Given information below:

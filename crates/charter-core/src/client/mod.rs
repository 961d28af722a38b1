//! HTTP transport for the drafting service
//!
//! - `POST /api/chat_stream` returns an NDJSON progress stream
//! - `POST /feedback` records a rating for a finished draft

mod types;

pub use types::{ChatRequest, Feedback, FeedbackAck};

use std::time::Duration;

use bytes::Bytes;
use futures::Stream;
use reqwest::header::ACCEPT;
use reqwest::Response;
use tracing::{debug, info, warn};
use url::Url;

use crate::config::Config;
use crate::error::{ClientError, ClientResult};

pub const CHAT_STREAM_PATH: &str = "/api/chat_stream";
pub const FEEDBACK_PATH: &str = "/feedback";

/// Longest error body kept in [`ClientError::Status`]
const MAX_ERROR_BODY: usize = 512;

/// Client for one drafting service
#[derive(Debug, Clone)]
pub struct AgentClient {
    http: reqwest::Client,
    base_url: Url,
}

impl AgentClient {
    pub fn new(base_url: &str, connect_timeout: Option<Duration>) -> ClientResult<Self> {
        // Trailing slash so endpoint joins keep any path prefix
        let normalized = if base_url.ends_with('/') {
            base_url.to_string()
        } else {
            format!("{base_url}/")
        };
        let base_url =
            Url::parse(&normalized).map_err(|e| ClientError::InvalidUrl(format!("{base_url}: {e}")))?;

        let mut builder =
            reqwest::Client::builder().user_agent(concat!("charter/", env!("CARGO_PKG_VERSION")));
        if let Some(timeout) = connect_timeout {
            builder = builder.connect_timeout(timeout);
        }

        Ok(Self {
            http: builder.build()?,
            base_url,
        })
    }

    pub fn from_config(config: &Config) -> ClientResult<Self> {
        Self::new(&config.base_url, config.connect_timeout())
    }

    pub fn base_url(&self) -> &Url {
        &self.base_url
    }

    fn endpoint(&self, path: &str) -> ClientResult<Url> {
        self.base_url
            .join(path.trim_start_matches('/'))
            .map_err(|e| ClientError::InvalidUrl(format!("{path}: {e}")))
    }

    /// Open the progress stream for a drafting request
    ///
    /// Fails on network errors and non-success statuses; the returned stream
    /// yields the raw body chunks in order.
    pub async fn chat_stream(
        &self,
        request: &ChatRequest,
    ) -> ClientResult<impl Stream<Item = reqwest::Result<Bytes>>> {
        let url = self.endpoint(CHAT_STREAM_PATH)?;
        info!(session_id = %request.session_id, "Opening drafting stream at {}", url);

        let response = self
            .http
            .post(url)
            .header(ACCEPT, "application/x-ndjson")
            .json(request)
            .send()
            .await?;
        let response = Self::handle_error_response(response).await?;

        debug!(
            "Drafting stream opened: status={}, content-type={:?}",
            response.status(),
            response.headers().get(reqwest::header::CONTENT_TYPE)
        );
        Ok(response.bytes_stream())
    }

    /// Submit a rating for a draft
    pub async fn send_feedback(&self, feedback: &Feedback) -> ClientResult<()> {
        let url = self.endpoint(FEEDBACK_PATH)?;
        debug!("Sending feedback to {}", url);

        let response = self.http.post(url).json(feedback).send().await?;
        let response = Self::handle_error_response(response).await?;

        let ack: FeedbackAck = response.json().await?;
        if ack.status != "success" {
            return Err(ClientError::Feedback(ack.status));
        }
        info!("Feedback accepted (score {})", feedback.score);
        Ok(())
    }

    async fn handle_error_response(response: Response) -> ClientResult<Response> {
        let status = response.status();
        if status.is_success() {
            return Ok(response);
        }

        let mut body = response.text().await.unwrap_or_default();
        if body.len() > MAX_ERROR_BODY {
            let mut cut = MAX_ERROR_BODY;
            while !body.is_char_boundary(cut) {
                cut -= 1;
            }
            body.truncate(cut);
        }
        warn!("Drafting service returned {}: {}", status, body);
        Err(ClientError::Status {
            status: status.as_u16(),
            body,
        })
    }
}
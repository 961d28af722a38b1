//! File-backed store: one file per key under a directory

use std::fs;
use std::io::Write;
use std::path::{Path, PathBuf};

use tracing::{debug, info};

use super::{validate_key, ResultSink, ResultSource};
use crate::error::StorageError;

#[derive(Debug, Clone)]
pub struct FileStore {
    dir: PathBuf,
}

impl FileStore {
    pub fn new(dir: impl Into<PathBuf>) -> Self {
        Self { dir: dir.into() }
    }

    pub fn dir(&self) -> &Path {
        &self.dir
    }

    fn path_for(&self, key: &str) -> Result<PathBuf, StorageError> {
        validate_key(key)?;
        Ok(self.dir.join(key))
    }

    fn io_error(path: &Path, source: std::io::Error) -> StorageError {
        StorageError::Io {
            path: path.to_path_buf(),
            source,
        }
    }
}

impl ResultSink for FileStore {
    fn store(&mut self, key: &str, value: &str) -> Result<(), StorageError> {
        let path = self.path_for(key)?;
        fs::create_dir_all(&self.dir).map_err(|e| Self::io_error(&self.dir, e))?;

        // Write next to the target then rename, so readers never see half a value
        let tmp = self.dir.join(format!(".{key}.tmp"));
        let written = write_private(&tmp, value.as_bytes())
            .map_err(|e| Self::io_error(&tmp, e))
            .and_then(|()| fs::rename(&tmp, &path).map_err(|e| Self::io_error(&path, e)));
        if let Err(e) = written {
            let _ = fs::remove_file(&tmp);
            return Err(e);
        }

        info!("Stored {} bytes at {:?}", value.len(), path);
        Ok(())
    }
}

/// Create (or truncate) `path` readable and writable by the owner only
fn write_private(path: &Path, bytes: &[u8]) -> std::io::Result<()> {
    let mut options = fs::OpenOptions::new();
    options.write(true).create(true).truncate(true);
    #[cfg(unix)]
    {
        use std::os::unix::fs::OpenOptionsExt;
        options.mode(0o600);
    }

    let mut file = options.open(path)?;
    // mode() only applies on creation; a leftover temp file keeps its old bits
    #[cfg(unix)]
    {
        use std::os::unix::fs::PermissionsExt;
        file.set_permissions(fs::Permissions::from_mode(0o600))?;
    }
    file.write_all(bytes)?;
    file.sync_all()
}

impl ResultSource for FileStore {
    fn load(&self, key: &str) -> Result<Option<String>, StorageError> {
        let path = self.path_for(key)?;
        match fs::read_to_string(&path) {
            Ok(value) => {
                debug!("Loaded {} bytes from {:?}", value.len(), path);
                Ok(Some(value))
            }
            Err(e) if e.kind() == std::io::ErrorKind::NotFound => Ok(None),
            Err(e) => Err(Self::io_error(&path, e)),
        }
    }
}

End of Given information.

How many lines of these entries contain "InvalidUrl"? Answer with the number and nothing else.

2